ADJUSTMENTS TO EXCHANGE RATE

 

4.1

The Exchange Rate as of the date of this Agreement shall be 1:1. The Exchange Rate shall be adjusted accordingly if there is (i) any subdivision of the Holdings B Shares into a greater number of Holdings B Shares or consolidation of the Holdings B Shares into a smaller number of Holdings B Shares (in each case howsoever effected, including by way of share split, reverse share split, share distribution, reclassification, reorganization, recapitalization or otherwise) or any similar event, in each case that is not accompanied by an identical adjustment of the Parent A Shares, or (ii) any sub-division of the Parent A Shares into a greater number of Parent A Shares or consolidation of the Parent A Shares into a smaller number of Parent A Shares (in each chase howsoever effected, including by way of share split, reverse share split, share distribution, reclassification, reorganization, recapitalization or otherwise) or any similar event, in each case that is not accompanied by an identical adjustment of the Holdings B Shares, in either case, an “Adjustment Event”.

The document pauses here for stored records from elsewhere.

//! Payload masking (RFC 6455 Section 5.3).
//!
//! Client frames are XOR-masked with a fresh 4-byte key cycled modulo 4.
//! Masking is an involution: applying the same key twice restores the
//! payload. Keys come from the platform CSPRNG; RFC 6455 only requires
//! unpredictability, but a strong source costs nothing here.

use crate::error::{Error, Result};

/// Generate a fresh 4-byte masking key from the platform CSPRNG.
///
/// # Errors
///
/// Returns `Error::Io` if the platform entropy source fails.
pub fn generate_mask_key() -> Result<[u8; 4]> {
    let mut key = [0u8; 4];
    getrandom::getrandom(&mut key)
        .map_err(|e| Error::Io(format!("entropy source failed: {}", e)))?;
    Ok(key)
}

/// XOR `data` in place with `key` cycled modulo 4.
#[inline]
pub fn apply_mask(data: &mut [u8], key: [u8; 4]) {
    let key_word = u32::from_ne_bytes(key);
    let mut chunks = data.chunks_exact_mut(4);
    for chunk in &mut chunks {
        let word = u32::from_ne_bytes([chunk[0], chunk[1], chunk[2], chunk[3]]) ^ key_word;
        chunk.copy_from_slice(&word.to_ne_bytes());
    }
    for (i, byte) in chunks.into_remainder().iter_mut().enumerate() {
        *byte ^= key[i];
    }
}
//! Connection state machine, fragmentation, and the connection core.

pub mod state;

mod fragmenter;

#[allow(clippy::module_inception)]
pub(crate) mod connection;

pub use connection::{MessageStream, MessageWriter};
pub use fragmenter::Fragmenter;
pub use state::{Action, Input, StateMachine, PING_NONCE_LEN};
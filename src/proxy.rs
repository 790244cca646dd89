//! HTTP CONNECT proxy traversal and proxy environment handling.
//!
//! The tunnel handshake is an explicit state machine
//! (`Initialized → ConnectSent → HeadReceived → Completed`, failing into a
//! terminal error) driven over the same stream the WebSocket upgrade will
//! use afterwards. Environment resolution follows the conventional
//! `http_proxy` / `https_proxy` / `no_proxy` variables.

use std::time::Duration;

use tokio::io::{AsyncRead, AsyncWrite, AsyncWriteExt};

use crate::error::{Error, Result};
use crate::protocol::handshake::{parse_status_line, read_head};

/// HTTP CONNECT proxy settings.
#[derive(Debug, Clone, PartialEq, Eq)]
pub struct ProxyConfig {
    /// Proxy host.
    pub host: String,
    /// Proxy port.
    pub port: u16,
    /// Headers sent with the CONNECT request (e.g. `Proxy-Authorization`).
    pub headers: Vec<(String, String)>,
    /// Deadline for the whole tunnel handshake. Default: 30 seconds.
    pub timeout: Duration,
}

impl ProxyConfig {
    /// Proxy at `host:port` with no extra headers.
    #[must_use]
    pub fn new(host: impl Into<String>, port: u16) -> Self {
        Self {
            host: host.into(),
            port,
            headers: Vec::new(),
            timeout: Duration::from_secs(30),
        }
    }

    /// Append a CONNECT request header.
    #[must_use]
    pub fn with_header(mut self, name: impl Into<String>, value: impl Into<String>) -> Self {
        self.headers.push((name.into(), value.into()));
        self
    }

    /// Set the handshake deadline.
    #[must_use]
    pub fn with_timeout(mut self, timeout: Duration) -> Self {
        self.timeout = timeout;
        self
    }

    /// Parse a proxy environment value: `http://host:port`, `host:port`,
    /// or a bare host (port defaults to 80).
    ///
    /// # Errors
    ///
    /// `Error::InvalidUrl` when no host can be extracted.
    pub fn from_env_value(value: &str) -> Result<Self> {
        let value = value.trim().trim_end_matches('/');
        let rest = value
            .split_once("://")
            .map_or(value, |(_, rest)| rest);
        if rest.is_empty() {
            return Err(Error::InvalidUrl(format!("empty proxy value: {}", value)));
        }

        match rest.rsplit_once(':') {
            Some((host, port)) => {
                let port: u16 = port.parse().map_err(|_| {
                    Error::InvalidUrl(format!("invalid proxy port in: {}", value))
                })?;
                Ok(Self::new(host, port))
            }
            None => Ok(Self::new(rest, 80)),
        }
    }
}

/// Tunnel handshake phases.
#[derive(Debug, Clone, Copy, PartialEq, Eq)]
enum TunnelState {
    Initialized,
    ConnectSent,
    HeadReceived,
    Completed,
}

/// Pure CONNECT handshake state machine; the async driver feeds it I/O
/// events.
#[derive(Debug)]
struct TunnelHandshake {
    state: TunnelState,
}

impl TunnelHandshake {
    fn new() -> Self {
        Self {
            state: TunnelState::Initialized,
        }
    }

    fn connect_sent(&mut self) {
        debug_assert_eq!(self.state, TunnelState::Initialized);
        self.state = TunnelState::ConnectSent;
    }

    /// Judge the response head. 2xx advances; 407 and everything else are
    /// terminal failures.
    fn on_head(&mut self, status: Option<u16>) -> Result<()> {
        debug_assert_eq!(self.state, TunnelState::ConnectSent);
        match status {
            Some(code) if (200..300).contains(&code) => {
                self.state = TunnelState::HeadReceived;
                Ok(())
            }
            Some(407) => Err(Error::ProxyAuthenticationRequired),
            Some(code) => Err(Error::InvalidProxyResponseHead(code)),
            None => Err(Error::InvalidProxyResponseHead(0)),
        }
    }

    /// Bytes between the head and tunnel establishment are illegal.
    fn on_body(&self) -> Error {
        Error::InvalidProxyResponse
    }

    fn complete(&mut self) {
        debug_assert_eq!(self.state, TunnelState::HeadReceived);
        self.state = TunnelState::Completed;
    }

    fn is_completed(&self) -> bool {
        self.state == TunnelState::Completed
    }
}

/// Run the CONNECT handshake for `target_host:target_port` over `stream`.
/// On success the stream is a transparent tunnel and the WebSocket upgrade
/// proceeds on it directly.
///
/// # Errors
///
/// - `Error::ProxyAuthenticationRequired` on 407
/// - `Error::InvalidProxyResponseHead` on any other non-2xx head
/// - `Error::InvalidProxyResponse` when body bytes precede the tunnel
/// - `Error::ProxyHandshakeTimeout` when the deadline fires
/// - `Error::RemoteConnectionClosed` when the proxy hangs up early
pub(crate) async fn establish_tunnel<S>(
    stream: &mut S,
    target_host: &str,
    target_port: u16,
    config: &ProxyConfig,
) -> Result<()>
where
    S: AsyncRead + AsyncWrite + Unpin,
{
    log::debug!(
        "CONNECT {}:{} via {}:{}",
        target_host,
        target_port,
        config.host,
        config.port
    );
    match tokio::time::timeout(
        config.timeout,
        drive_tunnel(stream, target_host, target_port, &config.headers),
    )
    .await
    {
        Ok(result) => result,
        Err(_) => Err(Error::ProxyHandshakeTimeout),
    }
}

async fn drive_tunnel<S>(
    stream: &mut S,
    target_host: &str,
    target_port: u16,
    headers: &[(String, String)],
) -> Result<()>
where
    S: AsyncRead + AsyncWrite + Unpin,
{
    let mut machine = TunnelHandshake::new();

    let mut request = format!("CONNECT {}:{} HTTP/1.1\r\n", target_host, target_port);
    for (name, value) in headers {
        request.push_str(name);
        request.push_str(": ");
        request.push_str(value);
        request.push_str("\r\n");
    }
    request.push_str("\r\n");

    stream.write_all(request.as_bytes()).await?;
    stream.flush().await?;
    machine.connect_sent();

    let (head, leftover) = read_head(stream).await.map_err(|e| match e {
        Error::ConnectionClosed(_) => Error::RemoteConnectionClosed,
        other => other,
    })?;

    let status_line = std::str::from_utf8(&head)
        .ok()
        .and_then(|text| text.lines().next())
        .unwrap_or("");
    machine.on_head(parse_status_line(status_line))?;

    if !leftover.is_empty() {
        return Err(machine.on_body());
    }

    machine.complete();
    debug_assert!(machine.is_completed());
    log::debug!("tunnel established via {}:{}", target_host, target_port);
    Ok(())
}

/// Whether `host` matches the `no_proxy` list. Entries are
/// whitespace-trimmed and comma-separated; `*` disables proxying
/// entirely; a leading dot matches both the bare domain and any
/// subdomain.
#[must_use]
pub fn no_proxy_matches(no_proxy: &str, host: &str) -> bool {
    for entry in no_proxy.split(',') {
        let entry = entry.trim();
        if entry.is_empty() {
            continue;
        }
        if entry == "*" {
            return true;
        }
        let bare = entry.strip_prefix('.').unwrap_or(entry);
        if host == bare {
            return true;
        }
        if host.len() > bare.len()
            && host.ends_with(bare)
            && host.as_bytes()[host.len() - bare.len() - 1] == b'.'
        {
            return true;
        }
    }
    false
}

fn env_var(names: &[&str]) -> Option<String> {
    names
        .iter()
        .find_map(|name| std::env::var(name).ok().filter(|v| !v.is_empty()))
}

/// Resolve the proxy for `scheme`/`host` from the environment:
/// `http_proxy` for ws, `https_proxy` (preferred) with `http_proxy`
/// fallback for wss, all subject to `no_proxy`.
///
/// # Errors
///
/// `Error::InvalidUrl` when a set variable cannot be parsed.
pub(crate) fn proxy_from_env(scheme: &str, host: &str) -> Result<Option<ProxyConfig>> {
    if let Some(no_proxy) = env_var(&["no_proxy", "NO_PROXY"]) {
        if no_proxy_matches(&no_proxy, host) {
            log::debug!("no_proxy matches {}, connecting directly", host);
            return Ok(None);
        }
    }

    let value = if scheme == "wss" {
        env_var(&["https_proxy", "HTTPS_PROXY"]).or_else(|| env_var(&["http_proxy", "HTTP_PROXY"]))
    } else {
        env_var(&["http_proxy", "HTTP_PROXY"])
    };

    value.map(|v| ProxyConfig::from_env_value(&v)).transpose()
}
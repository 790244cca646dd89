//! The client entry point.
//!
//! [`connect`] opens a plain TCP stream (traversing an HTTP proxy when
//! configured) and upgrades it; [`connect_on`] is the transport-generic
//! core for callers that bring their own stream, TLS included. Both run
//! the user handler with the live message stream and writer, then perform
//! the close handshake when the handler returns.

use std::future::Future;

use tokio::io::{AsyncRead, AsyncWrite, AsyncWriteExt};
use tokio::net::TcpStream;
use tokio::task::AbortHandle;
use url::Url;

use crate::config::Options;
use crate::connection::connection::{spawn, ConnectionHandles, CoreConfig};
use crate::connection::{MessageStream, MessageWriter};
use crate::error::{Error, Result};
use crate::extensions::ExtensionPipeline;
use crate::message::CloseFrame;
use crate::protocol::handshake::{read_head, UpgradeRequest, UpgradeResponse};
use crate::proxy::{establish_tunnel, proxy_from_env, ProxyConfig};

/// Negotiated facts handed to the connection handler.
#[derive(Debug, Clone)]
pub struct SessionInfo {
    /// The URL the connection was opened against.
    pub url: Url,
    /// Extensions the server selected, as header entries.
    pub negotiated_extensions: Vec<String>,
}

/// Aborts the connection tasks when the owning future is dropped, so a
/// cancelled `connect` tears down reader, writer, pipeline, and transport.
/// Aborting an already-finished task is a no-op.
struct TaskGuard {
    aborts: [AbortHandle; 2],
}

impl Drop for TaskGuard {
    fn drop(&mut self) {
        for abort in &self.aborts {
            abort.abort();
        }
    }
}

fn default_port(scheme: &str) -> u16 {
    if scheme == "wss" {
        443
    } else {
        80
    }
}

fn resolve_proxy(url: &Url, options: &Options) -> Result<Option<ProxyConfig>> {
    if let Some(proxy) = &options.proxy {
        return Ok(Some(proxy.clone()));
    }
    if options.read_proxy_env {
        let host = url
            .host_str()
            .ok_or_else(|| Error::InvalidUrl("missing host".into()))?;
        return proxy_from_env(url.scheme(), host);
    }
    Ok(None)
}

/// Connect to `url` over plain TCP and run `handler`.
///
/// Only `ws://` URLs are accepted here: TLS stream construction is the
/// caller's concern, so `wss://` connections go through [`connect_on`]
/// with a caller-built TLS stream (honoring
/// [`Options::sni_hostname`](crate::Options)).
///
/// Returns the close frame observed from the peer, if any.
///
/// # Errors
///
/// Handshake and proxy failures surface here before the handler runs;
/// protocol and transport failures surface after it returns.
pub async fn connect<H, Fut>(url: &str, options: Options, handler: H) -> Result<Option<CloseFrame>>
where
    H: FnOnce(MessageStream, MessageWriter, SessionInfo) -> Fut,
    Fut: Future<Output = Result<()>>,
{
    let parsed = Url::parse(url)?;
    if parsed.scheme() != "ws" {
        return Err(Error::InvalidUrl(format!(
            "connect() handles ws:// only; for {}:// build the stream and use connect_on()",
            parsed.scheme()
        )));
    }
    let host = parsed
        .host_str()
        .ok_or_else(|| Error::InvalidUrl("missing host".into()))?
        .to_string();
    let port = parsed.port().unwrap_or_else(|| default_port("ws"));

    let proxy = resolve_proxy(&parsed, &options)?;
    let stream = match &proxy {
        Some(proxy) => {
            log::debug!("connecting via proxy {}:{}", proxy.host, proxy.port);
            TcpStream::connect((proxy.host.as_str(), proxy.port)).await?
        }
        None => TcpStream::connect((host.as_str(), port)).await?,
    };
    stream.set_nodelay(true)?;

    connect_on(stream, url, options, handler).await
}

/// Upgrade an already-established duplex stream and run `handler`.
///
/// When a proxy is configured the CONNECT handshake runs first, on this
/// same stream (the caller connects the stream to the proxy). The
/// handler receives the inbound [`MessageStream`], the outbound
/// [`MessageWriter`], and a [`SessionInfo`]; when it returns, a close
/// handshake with code 1000 is performed (unless already closing) and
/// the peer's close frame is returned.
///
/// # Errors
///
/// See [`connect`].
pub async fn connect_on<S, H, Fut>(
    mut stream: S,
    url: &str,
    options: Options,
    handler: H,
) -> Result<Option<CloseFrame>>
where
    S: AsyncRead + AsyncWrite + Unpin + Send + 'static,
    H: FnOnce(MessageStream, MessageWriter, SessionInfo) -> Fut,
    Fut: Future<Output = Result<()>>,
{
    let parsed = Url::parse(url)?;
    let host = parsed
        .host_str()
        .ok_or_else(|| Error::InvalidUrl("missing host".into()))?
        .to_string();
    let port = parsed
        .port()
        .unwrap_or_else(|| default_port(parsed.scheme()));

    if let Some(proxy) = resolve_proxy(&parsed, &options)? {
        establish_tunnel(&mut stream, &host, port, &proxy).await?;
    }

    // Upgrade.
    let offers = ExtensionPipeline::offers(&options.extensions);
    let request =
        UpgradeRequest::from_url(&parsed, offers, options.additional_headers.clone())?;
    log::debug!("upgrading {} (key {})", parsed, request.key);
    stream.write_all(&request.encode()).await?;
    stream.flush().await?;

    let (head, leftover) = read_head(&mut stream).await?;
    let response = UpgradeResponse::parse(&head, &request.key)?;
    let pipeline = ExtensionPipeline::negotiate(&options.extensions, &response.extensions)?;

    let info = SessionInfo {
        url: parsed,
        negotiated_extensions: response.extensions.iter().map(|e| e.to_string()).collect(),
    };

    let ConnectionHandles {
        stream: messages,
        writer,
        reader_task,
        writer_task,
    } = spawn(
        stream,
        leftover,
        pipeline,
        CoreConfig {
            max_frame_size: options.max_frame_size,
            max_message_size: options.max_message_size,
            validate_utf8: options.validate_utf8,
            auto_ping: options.auto_ping,
        },
    );
    let guard = TaskGuard {
        aborts: [reader_task.abort_handle(), writer_task.abort_handle()],
    };

    let handler_result = handler(messages, writer.clone(), info).await;

    // Close handshake: a no-op when the handler (or an error) closed first.
    writer.close(CloseFrame::normal()).await.ok();

    let outcome = match tokio::time::timeout(options.close_timeout, reader_task).await {
        Ok(Ok(Ok(frame))) => {
            // The writer task exits after it writes a close frame; wait so
            // the peer sees it before the transport drops.
            match writer_task.await {
                Ok(Err(e)) if !e.is_transport() => Err(e),
                _ => Ok(frame),
            }
        }
        Ok(Ok(Err(e))) => {
            if !e.is_transport() {
                let _ = writer_task.await;
            }
            Err(e)
        }
        Ok(Err(join_error)) => Err(Error::Io(format!("reader task failed: {}", join_error))),
        Err(_elapsed) => {
            // Peer never echoed the close; force-close the transport.
            log::warn!("close handshake timed out, dropping transport");
            Ok(None)
        }
    };
    drop(guard);

    handler_result.and(outcome)
}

For example, and purely for illustrative purposes, if an Adjustment Event occurs pursuant to which each Holdings B Share is sub-divided from one share of US$0.01 each into ten shares of US$0.001 each, then the Exchange Rate should be adjusted so that, immediately following such Adjustment Event, the Exchange Rate would be 10:1, i.e. ten Holdings B Shares would be exchanged for one Parent A Share.

 

4.2

If there is any reclassification, reorganization, recapitalization or other similar transaction in which the Parent A Shares are converted or changed into another security, securities or other property, then upon any subsequent Exchange, Parent shall procure that the relevant Continuing Investors Partnership or EPA Holdings (as the case may be) shall receive an amount of such security, securities or other property that such person would have received if such Exchange had occurred immediately prior to the effective date of such reclassification, reorganization, recapitalisation or other similar transaction, taking into account any adjustment as a result of any subdivision into a greater number of securities or other property or consolidation into a smaller number of securities or other property (in each case howsoever effected, including by way of share split, reverse share split, share distribution, reclassification, reorganization, recapitalization or otherwise) or any similar event that occurs after the effective time of such reclassification, reorganization, recapitalization or other similar transaction.

 

4.3

For the avoidance of doubt if there is any reclassification, reorganization, recapitalization or other similar transaction in which the Parent A Shares are converted or changed into another security, securities or other property, Parent shall procure that this clause 4 shall continue to be applicable, mutatis mutandis, with respect to such security or other property.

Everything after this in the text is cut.